GOP spokesman Michael McCall of Texas told CNN on Thursday that “there are enough credible reports from human rights groups and journalists about the continued presence of Eritrean troops and reports that have implicated them and other armed actors in human rights abuses.”
“It is clear that the Ethiopian government and the Eritrean government have not reaffirmed their public commitment to withdraw Eritrean forces from Tigrei. We now have this evidence on camera from CNN.”
McCall and Gregory Meeks, a New York Democrat who chairs the House Foreign Affairs Committee, have been pushing the Biden administration “urgently to use all available tools, including sanctions and other restrictive measures, to get all perpetrators to be responsible and put an end to this conflict. “
CNN asked the US State Department for comment.
“My question is, what is detention? Six months have passed since the conflict began. The atrocities continue and the humanitarian situation continues to deteriorate,” McCall told CNN on Thursday.
He argues that “the Biden administration must take action now to demonstrate that we are serious when we demand responsibility for atrocities.
“The status quo cannot continue in Ethiopia. Countless lives are at stake.”

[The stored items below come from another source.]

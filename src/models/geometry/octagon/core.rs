use std::f64::consts::SQRT_2;

use crate::support::constraint::{Constrained, StrictlyPositive};

/// `2(1 + √2)`, the area of a regular octagon with unit side.
pub const AREA_FACTOR: f64 = 2.0 * (1.0 + SQRT_2);

/// A regular octagon, identified by its side length.
#[derive(Debug, Clone, Copy, PartialEq)]
pub struct RegularOctagon {
    side: f64,
}

impl RegularOctagon {
    #[must_use]
    pub fn from_side(side: Constrained<f64, StrictlyPositive>) -> Self {
        Self {
            side: side.into_inner(),
        }
    }

    /// `s = 2a / (1 + √2)`
    #[must_use]
    pub fn from_apothem(apothem: Constrained<f64, StrictlyPositive>) -> Self {
        Self {
            side: 2.0 * apothem.into_inner() / (1.0 + SQRT_2),
        }
    }

    /// `s = √(A / 2(1 + √2))`
    #[must_use]
    pub fn from_area(area: Constrained<f64, StrictlyPositive>) -> Self {
        Self {
            side: (area.into_inner() / AREA_FACTOR).sqrt(),
        }
    }

    #[must_use]
    pub fn side(&self) -> f64 {
        self.side
    }

    #[must_use]
    pub fn apothem(&self) -> f64 {
        self.side * (1.0 + SQRT_2) / 2.0
    }

    #[must_use]
    pub fn perimeter(&self) -> f64 {
        8.0 * self.side
    }

    #[must_use]
    pub fn area(&self) -> f64 {
        AREA_FACTOR * self.side * self.side
    }

    /// `d = s(1 + √2)`
    #[must_use]
    pub fn long_diagonal(&self) -> f64 {
        self.side * (1.0 + SQRT_2)
    }
}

He spoke several times with Abi about the crisis, recently last month, to pressure Ethiopia and Eritrea to fulfill their commitments to withdraw Eritrean troops “immediately, fully and in a verifiable manner”.
Despite pressure from the Biden administration, there are no signs that Eritrean forces plan to leave the Tigray region soon.
In a joint statement Monday, the two lawmakers said they were “deeply concerned about the failure” of Ethiopia and Eritrea to “honor their public commitments to withdraw Eritrean forces from Ethiopia”.
“The continued presence of Eritrean forces involved in gross human rights abuses in Tigre is a major obstacle to resolving this conflict,” they said.
Parliament’s Subcommittee on Africa, Global Health and Global Human Rights will hold a hearing later this month on the “impact of sanctions” in Africa.
Amid the humanitarian crisis, the State Department sent its special envoy for the Horn of Africa, Jeff Feltman, to the region this month. Feltman traveled to Egypt, Eritrea, Ethiopia and Sudan in early May, meeting with government officials, the United Nations and the African Union. Next week, he must inform the Senate Foreign Relations Committee behind closed doors.
The United States has sent millions of additional funds to Tigray in response to the humanitarian crisis and has deployed a disaster relief team in the region to the International Development Agency.
The US ambassador to Ethiopia, members of the embassy team and one of President Joe Biden’s key allies, Democratic Senator Chris Koons, visited the region in March.
According to Coons, Abiy is committed to humanitarian access, investigating human rights abuses and withdrawing Eritrean troops.
“Progress has been made on all these fronts, but there is still work to be done. The prime minister has made some important commitments. I will work closely with the Biden administration to make sure these commitments are met,” Koons said.
Jennifer Hansler, Nima Elbagger, Barbara Arvaniditis and Eliza Mackintosh contributed to this report.